Taiane Ribeiro Saouza Rocha

A presente monografia proporciona um estudo a respeito da propriedade e da posse no contexto da desapropriação, levando em conta os direitos e deveres do expropriado. Serão examinados os principais elementos do instituto da expropriação, como seu histórico, fontes normativas, sujeitos, objeto, espécies e procedimentos. Busca-se uma visão interdisciplinar do tema, frente a grande complexidade da matéria. A Constituição Federal de 1988, em seu artigo 5°, inciso XXIV, comanda que a lei estabeleça o procedimento das desapropriações mediante justa e prévia indenização em dinheiro, com exceção dos casos nela previstos. Todavia, o artigo 15 do Decreto-lei n° 3.365 de 1941, lei geral da desapropriação, admite a imissão do Poder Público expropriante na posse antes de paga a devida indenização justa e prévia. Será analisada a constitucionalidade da prática da imissão provisória na posse durante o procedimento desapropriatório. Muitos autores não acreditam que a compatibilização entre a brevidade da indenização e o momento da consumação da desapropriação seja realizável.
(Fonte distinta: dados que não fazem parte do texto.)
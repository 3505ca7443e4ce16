use std::io;
use std::path::{Path, PathBuf};

use chrono::{DateTime, Utc};
use rusqlite::{params, Connection, OpenFlags, Row};
use serde::Serialize;
use thiserror::Error;

const VIDEOS_SCHEMA: &str = include_str!("../../sql/videos.sql");

#[derive(Debug, Error)]
pub enum MetadataError {
    #[error("failed to open metadata database {path}: {source}")]
    Open {
        source: rusqlite::Error,
        path: PathBuf,
    },
    #[error("failed to execute statement on metadata database: {0}")]
    Execute(#[from] rusqlite::Error),
    #[error("metadata database path not configured")]
    MissingStore,
    #[error("io error: {0}")]
    Io(#[from] io::Error),
}

pub type MetadataResult<T> = Result<T, MetadataError>;

/// Record handed to the metadata collaborator when a job publishes.
#[derive(Debug, Clone, Serialize)]
pub struct VideoRecord {
    pub video_id: String,
    pub title: String,
    pub description: Option<String>,
    pub content_type: Option<String>,
    /// Canonical master playlist path under the output root.
    pub asset_path: String,
    pub published_at: DateTime<Utc>,
}

impl VideoRecord {
    fn from_row(row: &Row<'_>) -> rusqlite::Result<Self> {
        Ok(Self {
            video_id: row.get("video_id")?,
            title: row.get("title")?,
            description: row.get("description")?,
            content_type: row.get("content_type")?,
            asset_path: row.get("asset_path")?,
            published_at: row.get("published_at")?,
        })
    }
}

/// Port for the metadata collaborator. The pipeline calls
/// `record_published` exactly once per successful job; tests substitute a
/// recording fake.
#[async_trait::async_trait]
pub trait MetadataStore: Send + Sync {
    async fn record_published(&self, record: &VideoRecord) -> MetadataResult<()>;
    async fn fetch(&self, video_id: &str) -> MetadataResult<Option<VideoRecord>>;
    async fn list(&self, limit: usize) -> MetadataResult<Vec<VideoRecord>>;
}

#[derive(Debug, Clone, Default)]
pub struct SqliteMetadataStoreBuilder {
    path: Option<PathBuf>,
    read_only: bool,
}

impl SqliteMetadataStoreBuilder {
    pub fn new() -> Self {
        Self::default()
    }

    pub fn path(mut self, path: impl AsRef<Path>) -> Self {
        self.path = Some(path.as_ref().to_path_buf());
        self
    }

    pub fn read_only(mut self, value: bool) -> Self {
        self.read_only = value;
        self
    }

    pub fn build(self) -> MetadataResult<SqliteMetadataStore> {
        let path = self.path.ok_or(MetadataError::MissingStore)?;
        let flags = if self.read_only {
            OpenFlags::SQLITE_OPEN_READ_ONLY
        } else {
            OpenFlags::SQLITE_OPEN_READ_WRITE | OpenFlags::SQLITE_OPEN_CREATE
        };
        Ok(SqliteMetadataStore { path, flags })
    }
}

#[derive(Debug, Clone)]
pub struct SqliteMetadataStore {
    path: PathBuf,
    flags: OpenFlags,
}

impl SqliteMetadataStore {
    pub fn builder() -> SqliteMetadataStoreBuilder {
        SqliteMetadataStoreBuilder::new()
    }

    pub fn new(path: impl AsRef<Path>) -> MetadataResult<Self> {
        SqliteMetadataStoreBuilder::new().path(path).build()
    }

    fn open(&self) -> MetadataResult<Connection> {
        let conn =
            Connection::open_with_flags(&self.path, self.flags).map_err(|source| {
                MetadataError::Open {
                    source,
                    path: self.path.clone(),
                }
            })?;
        conn.execute_batch(
            "PRAGMA journal_mode = WAL;\n\
             PRAGMA synchronous = NORMAL;\n\
             PRAGMA busy_timeout = 5000;\n",
        )
        .map_err(|source| MetadataError::Open {
            source,
            path: self.path.clone(),
        })?;
        Ok(conn)
    }

    pub fn initialize(&self) -> MetadataResult<()> {
        let conn = self.open()?;
        conn.execute_batch(VIDEOS_SCHEMA)?;
        Ok(())
    }
}

#[async_trait::async_trait]
impl MetadataStore for SqliteMetadataStore {
    async fn record_published(&self, record: &VideoRecord) -> MetadataResult<()> {
        let conn = self.open()?;
        conn.execute(
            "INSERT INTO videos (video_id, title, description, content_type, asset_path, published_at)
             VALUES (?1, ?2, ?3, ?4, ?5, ?6)",
            params![
                &record.video_id,
                &record.title,
                &record.description,
                &record.content_type,
                &record.asset_path,
                &record.published_at,
            ],
        )?;
        Ok(())
    }

    async fn fetch(&self, video_id: &str) -> MetadataResult<Option<VideoRecord>> {
        let conn = self.open()?;
        let mut stmt = conn.prepare("SELECT * FROM videos WHERE video_id = ?1")?;
        let mut rows = stmt.query(params![video_id])?;
        match rows.next()? {
            Some(row) => Ok(Some(VideoRecord::from_row(row)?)),
            None => Ok(None),
        }
    }

    async fn list(&self, limit: usize) -> MetadataResult<Vec<VideoRecord>> {
        let conn = self.open()?;
        let mut stmt =
            conn.prepare("SELECT * FROM videos ORDER BY published_at DESC LIMIT ?1")?;
        let mut rows = stmt.query(params![limit as i64])?;
        let mut records = Vec::new();
        while let Some(row) = rows.next()? {
            records.push(VideoRecord::from_row(row)?);
        }
        Ok(records)
    }
}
Parte da doutrina alega que essa imissão não presta obediência ao princípio da previedade da indenização, sob o argumento de que a posse seria precária e temporária. Entretanto a prática demonstra que esta imissão irradia efeitos tão marcantes quanto os da própria desapropriação. A lei nacional sobre desapropriações já completou 74 anos e, por muitas razões é necessário revê-la, não apenas por ser produto da ditadura, mas pela desproteção que pode causar aos particulares. O tema objetiva esclarecer as concepções históricas e ontológicas que construíram o procedimento desapropriatório e discutirá se realmente ocorre na prática a justa e previa indenização prevista constitucionalmente.